Mechanistic insights into lysosomal nutrient efflux in cancer - ABSTRACT
Many RAS-transformed aggressive cancer cells are able to escape cytotoxic chemotherapy and survive in
near-starvation conditions. One adaptation making them hard to kill is their ability to scavenge extracellular
proteins and recycle the cellular components using autophagy, both of which are then digested in lysosomes to
recover free amino acids. The process of scavenging and internalization is known as macropinocytosis, and
cancer cells aquire mutations to upregulate it when faced with nutrient-poor conditions. To fight such cancers,
researchers are currently targeting the macropinocytosis machinery; however, because this process is not very
well studied, and likely involves hundreds of proteins with redundant functions, such therapy might prove
challenging to exectute without involving multiple drugs. We propose a better way of targeting
nutrient-scavenging cancers by focusing on a downstream process of releasing digested nutrients from
lysosomes to cytosol. The Sabatini Lab showed that the release of digested amino acids from lysosomes is
orchestrated by the mTORC1 pathway, and specifically by SLC38A9. This lysosomal membrane protein
senses the rising levels of digested amino acids in lysosomes by directly binding arginine. Our lab found that
this sensing is coupled to activation of the transporter function, and results in the efflux of essential non-polar
amino-acids, such as leucine, from lysosomes to cytosol. Importantly, RAS-transformed pancreatic cancer
cells that feed on extracellular protein were unable to efficiently form tumors in the absence of SLC38A9.

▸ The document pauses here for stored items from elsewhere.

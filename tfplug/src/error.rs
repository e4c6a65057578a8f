//! Error types for tfplug

/// Error type for tfplug operations
#[derive(Debug, thiserror::Error)]
pub enum TfplugError {
    #[error("Resource type not found: {0}")]
    ResourceNotFound(String),

    #[error("Data source type not found: {0}")]
    DataSourceNotFound(String),

    #[error("Provider not configured")]
    ProviderNotConfigured,

    #[error("Encoding error: {0}")]
    EncodingError(String),

    #[error("Decoding error: {0}")]
    DecodingError(String),

    #[error("IO error: {0}")]
    IoError(#[from] std::io::Error),

    #[error("TLS configuration error: {0}")]
    TlsError(String),

    #[error("Transport error: {0}")]
    TransportError(#[from] tonic::transport::Error),

    #[error("{0}")]
    Custom(String),
}

/// Result type alias for tfplug operations
pub type Result<T> = std::result::Result<T, TfplugError>;

impl From<String> for TfplugError {
    fn from(s: String) -> Self {
        TfplugError::Custom(s)
    }
}

impl From<&str> for TfplugError {
    fn from(s: &str) -> Self {
        TfplugError::Custom(s.to_string())
    }
}
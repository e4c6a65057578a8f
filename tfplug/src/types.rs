//! Core type system for tfplug
//!
//! Terraform exchanges configuration, plan and state values as msgpack
//! documents. This module holds the in-memory representation of those values
//! ([`Dynamic`]), the attribute maps handed to resources ([`Config`] and
//! [`State`]), and the diagnostics returned alongside them.

use crate::error::{Result, TfplugError};
use serde::de::{self, IgnoredAny, Visitor};
use serde::{Deserialize, Deserializer, Serialize, Serializer};
use std::collections::HashMap;
use std::fmt;

/// Msgpack extension code Terraform uses for values that are not yet known.
const UNKNOWN_EXT_TYPE: i8 = 0;

/// Dynamic represents Terraform values that can be of any type
///
/// Objects and maps share the `Map` variant; the schema decides which one a
/// given attribute holds. Sets arrive as msgpack arrays and are kept as lists.
#[derive(Debug, Clone, PartialEq)]
pub enum Dynamic {
    Null,
    Bool(bool),
    /// All numbers are f64 to match Terraform
    Number(f64),
    String(String),
    List(Vec<Dynamic>),
    Map(HashMap<String, Dynamic>),
    /// Value not yet known (during planning)
    Unknown,
}

static NULL_VALUE: Dynamic = Dynamic::Null;

impl Dynamic {
    pub fn as_string(&self) -> Option<&str> {
        match self {
            Dynamic::String(s) => Some(s),
            _ => None,
        }
    }

    pub fn as_number(&self) -> Option<f64> {
        match self {
            Dynamic::Number(n) => Some(*n),
            _ => None,
        }
    }

    pub fn as_i64(&self) -> Option<i64> {
        self.as_number().map(|n| n as i64)
    }

    pub fn as_bool(&self) -> Option<bool> {
        match self {
            Dynamic::Bool(b) => Some(*b),
            _ => None,
        }
    }

    pub fn as_list(&self) -> Option<&[Dynamic]> {
        match self {
            Dynamic::List(items) => Some(items),
            _ => None,
        }
    }

    pub fn as_map(&self) -> Option<&HashMap<String, Dynamic>> {
        match self {
            Dynamic::Map(map) => Some(map),
            _ => None,
        }
    }

    pub fn is_null(&self) -> bool {
        matches!(self, Dynamic::Null)
    }

    pub fn is_unknown(&self) -> bool {
        matches!(self, Dynamic::Unknown)
    }

    /// True when the value and everything nested inside it is known
    pub fn is_fully_known(&self) -> bool {
        match self {
            Dynamic::Unknown => false,
            Dynamic::List(items) => items.iter().all(Dynamic::is_fully_known),
            Dynamic::Map(map) => map.values().all(Dynamic::is_fully_known),
            _ => true,
        }
    }

    /// Replaces every nested unknown with null, returning how many were replaced
    pub fn unknowns_to_null(&mut self) -> usize {
        match self {
            Dynamic::Unknown => {
                *self = Dynamic::Null;
                1
            }
            Dynamic::List(items) => items.iter_mut().map(Dynamic::unknowns_to_null).sum(),
            Dynamic::Map(map) => map.values_mut().map(Dynamic::unknowns_to_null).sum(),
            _ => 0,
        }
    }

    pub fn type_name(&self) -> &'static str {
        match self {
            Dynamic::Null => "null",
            Dynamic::Bool(_) => "bool",
            Dynamic::Number(_) => "number",
            Dynamic::String(_) => "string",
            Dynamic::List(_) => "list",
            Dynamic::Map(_) => "map",
            Dynamic::Unknown => "unknown",
        }
    }
}

impl From<&str> for Dynamic {
    fn from(value: &str) -> Self {
        Dynamic::String(value.to_string())
    }
}

impl From<String> for Dynamic {
    fn from(value: String) -> Self {
        Dynamic::String(value)
    }
}

impl From<&String> for Dynamic {
    fn from(value: &String) -> Self {
        Dynamic::String(value.clone())
    }
}

impl From<f64> for Dynamic {
    fn from(value: f64) -> Self {
        Dynamic::Number(value)
    }
}

impl From<i64> for Dynamic {
    fn from(value: i64) -> Self {
        Dynamic::Number(value as f64)
    }
}

impl From<bool> for Dynamic {
    fn from(value: bool) -> Self {
        Dynamic::Bool(value)
    }
}

impl From<Vec<Dynamic>> for Dynamic {
    fn from(value: Vec<Dynamic>) -> Self {
        Dynamic::List(value)
    }
}

impl From<HashMap<String, Dynamic>> for Dynamic {
    fn from(value: HashMap<String, Dynamic>) -> Self {
        Dynamic::Map(value)
    }
}

impl<T: Into<Dynamic>> From<Option<T>> for Dynamic {
    fn from(value: Option<T>) -> Self {
        value.map_or(Dynamic::Null, Into::into)
    }
}

/// Payload byte written inside the unknown-value extension.
struct UnknownPayload;

impl Serialize for UnknownPayload {
    fn serialize<S>(&self, serializer: S) -> std::result::Result<S::Ok, S::Error>
    where
        S: Serializer,
    {
        serializer.serialize_bytes(&[0])
    }
}

impl Serialize for Dynamic {
    fn serialize<S>(&self, serializer: S) -> std::result::Result<S::Ok, S::Error>
    where
        S: Serializer,
    {
        match self {
            Dynamic::Null => serializer.serialize_unit(),
            Dynamic::Bool(b) => serializer.serialize_bool(*b),
            // Whole numbers go over the wire as integers
            Dynamic::Number(n) if n.fract() == 0.0 && n.abs() < 9.0e15 => {
                serializer.serialize_i64(*n as i64)
            }
            Dynamic::Number(n) => serializer.serialize_f64(*n),
            Dynamic::String(s) => serializer.serialize_str(s),
            Dynamic::List(l) => l.serialize(serializer),
            Dynamic::Map(m) => m.serialize(serializer),
            Dynamic::Unknown => serializer.serialize_newtype_struct(
                rmp_serde::MSGPACK_EXT_STRUCT_NAME,
                &(UNKNOWN_EXT_TYPE, UnknownPayload),
            ),
        }
    }
}

impl<'de> Deserialize<'de> for Dynamic {
    fn deserialize<D>(deserializer: D) -> std::result::Result<Self, D::Error>
    where
        D: Deserializer<'de>,
    {
        struct DynamicVisitor;

        impl<'de> Visitor<'de> for DynamicVisitor {
            type Value = Dynamic;

            fn expecting(&self, formatter: &mut fmt::Formatter) -> fmt::Result {
                formatter.write_str("a Terraform value")
            }

            fn visit_unit<E: de::Error>(self) -> std::result::Result<Dynamic, E> {
                Ok(Dynamic::Null)
            }

            fn visit_none<E: de::Error>(self) -> std::result::Result<Dynamic, E> {
                Ok(Dynamic::Null)
            }

            fn visit_some<D>(self, deserializer: D) -> std::result::Result<Dynamic, D::Error>
            where
                D: Deserializer<'de>,
            {
                Dynamic::deserialize(deserializer)
            }

            fn visit_bool<E: de::Error>(self, value: bool) -> std::result::Result<Dynamic, E> {
                Ok(Dynamic::Bool(value))
            }

            fn visit_i64<E: de::Error>(self, value: i64) -> std::result::Result<Dynamic, E> {
                Ok(Dynamic::Number(value as f64))
            }

            fn visit_u64<E: de::Error>(self, value: u64) -> std::result::Result<Dynamic, E> {
                Ok(Dynamic::Number(value as f64))
            }

            fn visit_f64<E: de::Error>(self, value: f64) -> std::result::Result<Dynamic, E> {
                Ok(Dynamic::Number(value))
            }

            fn visit_str<E: de::Error>(self, value: &str) -> std::result::Result<Dynamic, E> {
                Ok(Dynamic::String(value.to_string()))
            }

            fn visit_string<E: de::Error>(self, value: String) -> std::result::Result<Dynamic, E> {
                Ok(Dynamic::String(value))
            }

            // Msgpack extensions surface as newtype structs; the only one
            // Terraform sends is the unknown marker.
            fn visit_newtype_struct<D>(
                self,
                deserializer: D,
            ) -> std::result::Result<Dynamic, D::Error>
            where
                D: Deserializer<'de>,
            {
                IgnoredAny::deserialize(deserializer)?;
                Ok(Dynamic::Unknown)
            }

            fn visit_seq<V>(self, mut seq: V) -> std::result::Result<Dynamic, V::Error>
            where
                V: de::SeqAccess<'de>,
            {
                let mut items = Vec::with_capacity(seq.size_hint().unwrap_or(0));
                while let Some(item) = seq.next_element()? {
                    items.push(item);
                }
                Ok(Dynamic::List(items))
            }

            fn visit_map<V>(self, mut map: V) -> std::result::Result<Dynamic, V::Error>
            where
                V: de::MapAccess<'de>,
            {
                let mut values = HashMap::with_capacity(map.size_hint().unwrap_or(0));
                while let Some((key, value)) = map.next_entry::<String, Dynamic>()? {
                    values.insert(key, value);
                }
                Ok(Dynamic::Map(values))
            }
        }

        deserializer.deserialize_any(DynamicVisitor)
    }
}

/// Decodes a msgpack document sent by Terraform; empty input is null
pub fn decode_msgpack(data: &[u8]) -> Result<Dynamic> {
    if data.is_empty() {
        return Ok(Dynamic::Null);
    }
    rmp_serde::from_slice(data)
        .map_err(|e| TfplugError::DecodingError(format!("msgpack decoding failed: {}", e)))
}

/// Encodes a value as msgpack; null encodes as the msgpack nil byte
pub fn encode_msgpack(value: &Dynamic) -> Result<Vec<u8>> {
    rmp_serde::encode::to_vec_named(value)
        .map_err(|e| TfplugError::EncodingError(format!("msgpack encoding failed: {}", e)))
}

/// Decodes the JSON form of a stored state, as found in `RawState`
pub fn decode_json(data: &[u8]) -> Result<Dynamic> {
    if data.is_empty() {
        return Ok(Dynamic::Null);
    }
    serde_json::from_slice(data)
        .map_err(|e| TfplugError::DecodingError(format!("json decoding failed: {}", e)))
}

macro_rules! attribute_values {
    ($name:ident, $doc:literal) => {
        #[doc = $doc]
        #[derive(Debug, Clone, Default, PartialEq)]
        pub struct $name {
            pub values: HashMap<String, Dynamic>,
        }

        impl $name {
            pub fn new() -> Self {
                Self::default()
            }

            pub fn from_values(values: HashMap<String, Dynamic>) -> Self {
                Self { values }
            }

            /// Returns the attribute value, or null when it is absent
            pub fn get(&self, name: &str) -> &Dynamic {
                self.values.get(name).unwrap_or(&NULL_VALUE)
            }

            pub fn get_string(&self, name: &str) -> Option<String> {
                self.get(name).as_string().map(str::to_string)
            }

            pub fn get_number(&self, name: &str) -> Option<f64> {
                self.get(name).as_number()
            }

            pub fn get_i64(&self, name: &str) -> Option<i64> {
                self.get(name).as_i64()
            }

            pub fn get_bool(&self, name: &str) -> Option<bool> {
                self.get(name).as_bool()
            }

            pub fn get_list(&self, name: &str) -> Option<&[Dynamic]> {
                self.get(name).as_list()
            }

            pub fn get_map(&self, name: &str) -> Option<&HashMap<String, Dynamic>> {
                self.get(name).as_map()
            }

            pub fn is_null(&self, name: &str) -> bool {
                self.get(name).is_null()
            }

            pub fn is_unknown(&self, name: &str) -> bool {
                self.get(name).is_unknown()
            }

            pub fn set(&mut self, name: &str, value: impl Into<Dynamic>) {
                self.values.insert(name.to_string(), value.into());
            }
        }
    };
}

attribute_values!(Config, "Configuration values as written by the practitioner");
attribute_values!(State, "Resource or data source state values");

impl From<Config> for State {
    fn from(config: Config) -> Self {
        State {
            values: config.values,
        }
    }
}

/// AttributePath represents a path to an attribute within a value
#[derive(Debug, Clone, PartialEq)]
pub struct AttributePath {
    pub steps: Vec<AttributePathStep>,
}

impl AttributePath {
    pub fn new(name: &str) -> Self {
        Self {
            steps: vec![AttributePathStep::AttributeName(name.to_string())],
        }
    }

    pub fn root() -> Self {
        Self { steps: Vec::new() }
    }

    pub fn attribute(mut self, name: &str) -> Self {
        self.steps
            .push(AttributePathStep::AttributeName(name.to_string()));
        self
    }

    pub fn index(mut self, idx: i64) -> Self {
        self.steps.push(AttributePathStep::ElementKeyInt(idx));
        self
    }

    pub fn key(mut self, key: &str) -> Self {
        self.steps
            .push(AttributePathStep::ElementKeyString(key.to_string()));
        self
    }
}

impl fmt::Display for AttributePath {
    fn fmt(&self, f: &mut fmt::Formatter<'_>) -> fmt::Result {
        for (i, step) in self.steps.iter().enumerate() {
            match step {
                AttributePathStep::AttributeName(name) if i == 0 => write!(f, "{}", name)?,
                AttributePathStep::AttributeName(name) => write!(f, ".{}", name)?,
                AttributePathStep::ElementKeyString(key) => write!(f, "[\"{}\"]", key)?,
                AttributePathStep::ElementKeyInt(idx) => write!(f, "[{}]", idx)?,
            }
        }
        Ok(())
    }
}

/// Individual step in an AttributePath
#[derive(Debug, Clone, PartialEq)]
pub enum AttributePathStep {
    AttributeName(String),
    ElementKeyString(String),
    ElementKeyInt(i64),
}

/// Diagnostic represents a warning or error from the provider
#[derive(Debug, Clone, PartialEq)]
pub struct Diagnostic {
    pub summary: String,
    pub detail: Option<String>,
    pub attribute: Option<AttributePath>,
}

/// Errors and warnings collected while serving a request
#[derive(Debug, Clone, Default)]
pub struct Diagnostics {
    pub errors: Vec<Diagnostic>,
    pub warnings: Vec<Diagnostic>,
}

impl Diagnostics {
    pub fn new() -> Self {
        Self::default()
    }

    pub fn add_error<S, D>(&mut self, summary: S, detail: Option<D>)
    where
        S: Into<String>,
        D: Into<String>,
    {
        self.errors.push(Diagnostic {
            summary: summary.into(),
            detail: detail.map(Into::into),
            attribute: None,
        });
    }

    pub fn add_warning<S, D>(&mut self, summary: S, detail: Option<D>)
    where
        S: Into<String>,
        D: Into<String>,
    {
        self.warnings.push(Diagnostic {
            summary: summary.into(),
            detail: detail.map(Into::into),
            attribute: None,
        });
    }

    pub fn add_attribute_error(
        &mut self,
        path: AttributePath,
        summary: impl Into<String>,
        detail: impl Into<String>,
    ) {
        self.errors.push(Diagnostic {
            summary: summary.into(),
            detail: Some(detail.into()),
            attribute: Some(path),
        });
    }

    pub fn has_errors(&self) -> bool {
        !self.errors.is_empty()
    }

    pub fn is_empty(&self) -> bool {
        self.errors.is_empty() && self.warnings.is_empty()
    }

    pub fn extend(&mut self, other: Diagnostics) {
        self.errors.extend(other.errors);
        self.warnings.extend(other.warnings);
    }
}
pub mod authorizations;
pub mod buckets;
pub mod client;
pub mod common;
pub mod error;
pub mod labels;
pub mod orgs;
pub mod tasks;
pub mod users;

pub use client::{Client, RetryConfig};
pub use common::{ApiQueryParams, PaginationParams};
pub use error::ApiError;

use std::future::Future;
use tfplug::Context;

/// Runs an API call until it completes or the request context is cancelled
pub async fn cancellable<T, F>(ctx: &Context, call: F) -> Result<T, ApiError>
where
    F: Future<Output = Result<T, ApiError>>,
{
    if ctx.is_cancelled() {
        return Err(ApiError::Cancelled);
    }

    tokio::select! {
        result = call => result,
        _ = ctx.cancelled() => Err(ApiError::Cancelled),
    }
}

These results present a novel therapeutic idea of targeting a metabolic vulnerability in cancers transformed by
oncogenic RAS signaling. In this five-year project we will elucidate the molecular mechanism of releasing
digested amino acids from lysosomes to cytosol via SLC38A9, and therefore provide a rational approach to
drug discovery. In parallel to that, we will screen for small molecules that specifically bind to SLC38A9, and
develop them into chemical probes that modulate its transport activity. Impaired efflux function of SLC38A9 will
lead to entrapment of macropinocytosis-derived amino-acids within the lysosomes, and our expectation is that
this treatment will impair the growth of RAS-mutant and other tumors addicted to protein scavenging, while
sparing normal cells that lack this requirement. Over the first two years of the mentored phase, I will be based
at the Whitehead Institute, where I will learn cell signaling and metabolomics approaches from the experts in
the field. I will also venture into a completely new research area to me, chemical biology, working with experts
at the Broad Institute. After the completion of my K99 training, my aspiration is to lead a laboratory that
combines cell signaling, structural biology, and chemical biology to study membrane transporters and their role
in cancer metabolism. In parallel to understanding basic biology, I want my lab to develop specific
small-molecule modulators that adjust transport activities of those proteins, facilitating further research in the
field, and in long term – new medicines.